• [Problem] From the listing below, set down exactly the lines between the one holding "is TTL-based only." and the one holding "pub fn ttl_remaining_ms(&self)", inclusive. No other line is wanted.

• [Given information]
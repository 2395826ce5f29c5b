//! Many independent generators ticked together.

use std::time::Duration;

use slotmap::{new_key_type, SlotMap};

use crate::base::GenerationReport;
use crate::config::GenerationConfig;
use crate::generator::Generator;
use crate::periodic::GenerationController;

new_key_type! {
    pub struct GeneratorKey;
}

/// Each entry owns its own sequence, curve and periodic task; nothing is
/// shared between entries.
#[derive(Default)]
pub struct GeneratorPool {
    controllers: SlotMap<GeneratorKey, GenerationController<Generator>>,
}

impl GeneratorPool {
    pub fn new() -> Self {
        Self {
            controllers: SlotMap::with_key(),
        }
    }

    /// Build, initialize and store a generator.
    pub fn insert(&mut self, config: GenerationConfig) -> GeneratorKey {
        let mut controller = GenerationController::new(Generator::from_config(config));
        controller.initialize();
        self.controllers.insert(controller)
    }

    pub fn remove(&mut self, key: GeneratorKey) -> Option<GenerationController<Generator>> {
        self.controllers.remove(key)
    }

    pub fn get(&self, key: GeneratorKey) -> Option<&GenerationController<Generator>> {
        self.controllers.get(key)
    }

    pub fn get_mut(&mut self, key: GeneratorKey) -> Option<&mut GenerationController<Generator>> {
        self.controllers.get_mut(key)
    }

    /// Tick every generator, collecting the batches that closed.
    pub fn tick_all(&mut self, dt: Duration) -> Vec<(GeneratorKey, GenerationReport)> {
        self.controllers
            .iter_mut()
            .filter_map(|(key, controller)| controller.tick(dt).map(|report| (key, report)))
            .collect()
    }

    pub fn keys(&self) -> impl Iterator<Item = GeneratorKey> + '_ {
        self.controllers.keys()
    }

    pub fn len(&self) -> usize {
        self.controllers.len()
    }

    pub fn is_empty(&self) -> bool {
        self.controllers.is_empty()
    }
}
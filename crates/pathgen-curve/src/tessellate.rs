//! Flattening curves into polylines.

use pathgen_math::Point3;

use crate::curve::Curve;
use crate::sink::CurveSink;

/// Maximum recursion depth for adaptive subdivision.
const MAX_DEPTH: u32 = 12;

/// Convert a curve to a polyline using adaptive subdivision.
///
/// Segments are split wherever the parametric midpoint deviates from the
/// chord midpoint by more than `tolerance`.
pub fn curve_to_polyline(curve: &dyn Curve, tolerance: f64) -> Vec<Point3> {
    let (t_min, t_max) = curve.domain();
    let mut points = vec![curve.point_at(t_min)];
    subdivide_curve(curve, t_min, t_max, tolerance, &mut points, 0);
    points
}

/// Flatten every segment of a sink into one polyline. Shared anchors are
/// emitted once; a closed path ends on its first point again.
pub fn sink_to_polyline(sink: &dyn CurveSink, tolerance: f64) -> Vec<Point3> {
    let mut points = Vec::new();
    for i in 0..sink.segment_count() {
        let Some(segment) = sink.segment(i) else {
            continue;
        };
        if points.is_empty() {
            points.push(segment.point_at(0.0));
        }
        subdivide_curve(&segment, 0.0, 1.0, tolerance, &mut points, 0);
    }
    points
}

fn subdivide_curve(
    curve: &dyn Curve,
    t0: f64,
    t1: f64,
    tolerance: f64,
    points: &mut Vec<Point3>,
    depth: u32,
) {
    if depth >= MAX_DEPTH {
        points.push(curve.point_at(t1));
        return;
    }

    let t_mid = (t0 + t1) * 0.5;
    let p0 = curve.point_at(t0);
    let p1 = curve.point_at(t1);
    let p_mid = curve.point_at(t_mid);

    let chord_mid = (p0 + p1) * 0.5;
    let deviation = (p_mid - chord_mid).length();

    if deviation > tolerance {
        subdivide_curve(curve, t0, t_mid, tolerance, points, depth + 1);
        subdivide_curve(curve, t_mid, t1, tolerance, points, depth + 1);
    } else {
        points.push(p1);
    }
}
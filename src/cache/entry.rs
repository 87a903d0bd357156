//! Cache Entry Module
//!
//! Defines the structure for individual cache entries. Every entry carries
//! an expiry; the cache is TTL-based only.

use std::time::{SystemTime, UNIX_EPOCH};

// == Cache Entry ==
/// Represents a single cache entry with value and expiry metadata.
///
/// Entries are created whole on a successful factory completion and replaced
/// wholesale on overwrite; they are never mutated in place.
#[derive(Debug, Clone)]
pub struct CacheEntry {
    /// The stored value
    pub value: String,
    /// Creation timestamp (Unix milliseconds)
    pub created_at: u64,
    /// Expiration timestamp (Unix milliseconds)
    pub expires_at: u64,
}

impl CacheEntry {
    // == Constructor ==
    /// Creates a new cache entry expiring `ttl_seconds` from now.
    ///
    /// A TTL of zero yields an entry that is already expired for any
    /// subsequent lookup.
    pub fn new(value: String, ttl_seconds: u64) -> Self {
        let now = current_timestamp_ms();

        Self {
            value,
            created_at: now,
            expires_at: now + ttl_seconds * 1000,
        }
    }

    // == Is Expired ==
    /// Checks if the entry has expired.
    ///
    /// Boundary condition: an entry is expired when the current time is
    /// greater than or equal to the expiration time, so a value is never
    /// served past its TTL.
    pub fn is_expired(&self) -> bool {
        current_timestamp_ms() >= self.expires_at
    }

    // == Time To Live ==
    /// Returns remaining TTL in milliseconds, or 0 once expired.
    pub fn ttl_remaining_ms(&self) -> u64 {
        self.expires_at.saturating_sub(current_timestamp_ms())
    }

    /// Returns remaining TTL in whole seconds, or 0 once expired.
    #[allow(dead_code)]
    pub fn ttl_remaining(&self) -> u64 {
        self.ttl_remaining_ms() / 1000
    }
}

// == Utility Functions ==
/// Returns current Unix timestamp in milliseconds.
pub fn current_timestamp_ms() -> u64 {
    SystemTime::now()
        .duration_since(UNIX_EPOCH)
        .expect("Time went backwards")
        .as_millis() as u64
}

• [Result for this exercise]
//! an expiry; the cache is TTL-based only.

use std::time::{SystemTime, UNIX_EPOCH};

// == Cache Entry ==
/// Represents a single cache entry with value and expiry metadata.
///
/// Entries are created whole on a successful factory completion and replaced
/// wholesale on overwrite; they are never mutated in place.
#[derive(Debug, Clone)]
pub struct CacheEntry {
    /// The stored value
    pub value: String,
    /// Creation timestamp (Unix milliseconds)
    pub created_at: u64,
    /// Expiration timestamp (Unix milliseconds)
    pub expires_at: u64,
}

impl CacheEntry {
    // == Constructor ==
    /// Creates a new cache entry expiring `ttl_seconds` from now.
    ///
    /// A TTL of zero yields an entry that is already expired for any
    /// subsequent lookup.
    pub fn new(value: String, ttl_seconds: u64) -> Self {
        let now = current_timestamp_ms();

        Self {
            value,
            created_at: now,
            expires_at: now + ttl_seconds * 1000,
        }
    }

    // == Is Expired ==
    /// Checks if the entry has expired.
    ///
    /// Boundary condition: an entry is expired when the current time is
    /// greater than or equal to the expiration time, so a value is never
    /// served past its TTL.
    pub fn is_expired(&self) -> bool {
        current_timestamp_ms() >= self.expires_at
    }

    // == Time To Live ==
    /// Returns remaining TTL in milliseconds, or 0 once expired.
    pub fn ttl_remaining_ms(&self) -> u64 {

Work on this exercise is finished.